◆ **Given entries**
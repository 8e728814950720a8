//! Reading the current state of one file from a backend.

use crate::decide::Side;
use crate::error::ClassifyExt;
use crate::execute::error::{ErrorKind, Result};
use crate::provenance::Provenance;
use crate::record::Backend;
use confsync_storage::StorageBackend;
use confsync_storage::fingerprint::{Algorithm, content_hash, fingerprint};
use confsync_vcs::VcsBackend;
use std::path::Path;

/// A file as found on one backend.
#[derive(Debug, Clone, Default)]
pub(crate) struct Snapshot {
    pub side: Side,
    pub content: Option<Vec<u8>>,
    /// Blob SHA of a VCS file.
    pub version: Option<String>,
}

impl Snapshot {
    fn absent() -> Self {
        Self::default()
    }
}

/// Read a file and its provenance from a storage backend, fingerprinting it
/// with `algorithm`. A missing file is an absent snapshot, not an error.
pub(crate) async fn read_storage(
    storage: &dyn StorageBackend,
    backend: Backend,
    path: &str,
    algorithm: Algorithm,
) -> Result<Snapshot> {
    match storage.get(Path::new(path)).await {
        Ok(object) => Ok(Snapshot {
            side: Side::present(fingerprint(algorithm, &object.data))
                .with_provenance(Provenance::read(&object.info.metadata)),
            content: Some(object.data),
            version: None,
        }),
        Err(e) if e.is_not_found() => Ok(Snapshot::absent()),
        Err(e) => Err(e).or_classify(|failure| ErrorKind::Read(backend, failure)),
    }
}

/// The object-store state used when pushing: the hash comes from the
/// `file-hash` tag, and the object is only downloaded when the tag is missing.
pub(crate) async fn read_tagged(store: &dyn StorageBackend, key: &str) -> Result<Snapshot> {
    let info = match store.stat(Path::new(key)).await {
        Ok(info) => info,
        Err(e) if e.is_not_found() => return Ok(Snapshot::absent()),
        Err(e) => return Err(e).or_classify(|failure| ErrorKind::Read(Backend::ObjectStore, failure)),
    };
    let provenance = Provenance::read(&info.metadata);
    if let Some(hash) = provenance.as_ref().and_then(|p| p.file_hash.clone()) {
        return Ok(Snapshot {
            side: Side::present(hash).with_provenance(provenance),
            ..Snapshot::default()
        });
    }
    tracing::debug!(key, "Object has no file-hash tag, hashing its content");
    read_storage(store, Backend::ObjectStore, key, Algorithm::Sha256).await
}

/// Read a file from `branch`, using the blob SHA as its fingerprint.
pub(crate) async fn read_vcs(vcs: &dyn VcsBackend, path: &str, branch: &str) -> Result<Snapshot> {
    match vcs.get_file(path, branch).await {
        Ok(file) => Ok(Snapshot {
            side: Side::present(file.sha.clone()),
            content: Some(file.content),
            version: Some(file.sha),
        }),
        Err(e) if e.is_not_found() => Ok(Snapshot::absent()),
        Err(e) => Err(e).or_classify(|failure| ErrorKind::Read(Backend::Vcs, failure)),
    }
}

/// SHA-256 of a VCS file, for comparisons against the other backends.
pub(crate) async fn vcs_content_hash(vcs: &dyn VcsBackend, path: &str, branch: &str) -> Result<Option<String>> {
    let snapshot = read_vcs(vcs, path, branch).await?;
    Ok(snapshot.content.map(|content| content_hash(&content)))
}

#[cfg(test)]
mod tests {
    use super::*;
    use crate::provenance::FILE_HASH;
    use confsync_storage::Metadata;
    use confsync_storage::backend::MockBackend;
    use confsync_storage::fingerprint::blob_hash;

    #[tokio::test]
    async fn test_tag_hash_is_trusted() {
        let metadata = Metadata::from([(FILE_HASH.to_string(), "from-tag".to_string())]);
        let store = MockBackend::with_objects([("config/staging/a.json", b"{}".to_vec(), metadata)]);
        let snapshot = read_tagged(&store, "config/staging/a.json").await.unwrap();
        assert_eq!(snapshot.side.hash.as_deref(), Some("from-tag"));
        assert!(snapshot.content.is_none());
    }

    #[tokio::test]
    async fn test_untagged_object_is_hashed() {
        let store = MockBackend::with_files([("config/staging/a.json", b"{}".to_vec())]);
        let snapshot = read_tagged(&store, "config/staging/a.json").await.unwrap();
        assert_eq!(snapshot.side.hash, Some(content_hash(b"{}")));
        assert!(snapshot.side.provenance.is_none());
    }

    #[tokio::test]
    async fn test_missing_files_are_absent() {
        let store = MockBackend::default();
        let snapshot = read_tagged(&store, "config/staging/a.json").await.unwrap();
        assert!(!snapshot.side.exists);
        let snapshot = read_storage(&store, Backend::Local, "config/staging/a.json", Algorithm::Sha256).await.unwrap();
        assert!(!snapshot.side.exists);
    }

    #[tokio::test]
    async fn test_storage_fingerprint_follows_algorithm() {
        let store = MockBackend::with_files([("a/staging/x.json", b"[1]".to_vec())]);
        let snapshot = read_storage(&store, Backend::ObjectStore, "a/staging/x.json", Algorithm::GitBlob).await.unwrap();
        assert_eq!(snapshot.side.hash, Some(blob_hash(b"[1]")));
        assert_eq!(snapshot.content.as_deref(), Some(&b"[1]"[..]));
    }
}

◆ **Exercise**
Only the lines from the start of the listing through the line with "use confsync_storage::StorageBackend;" should be repeated, each exactly as it stands.

◆ **Solution for this task**
repository 8e728814950720a8
//! Reading the current state of one file from a backend.

use crate::decide::Side;
use crate::error::ClassifyExt;
use crate::execute::error::{ErrorKind, Result};
use crate::provenance::Provenance;
use crate::record::Backend;
use confsync_storage::StorageBackend;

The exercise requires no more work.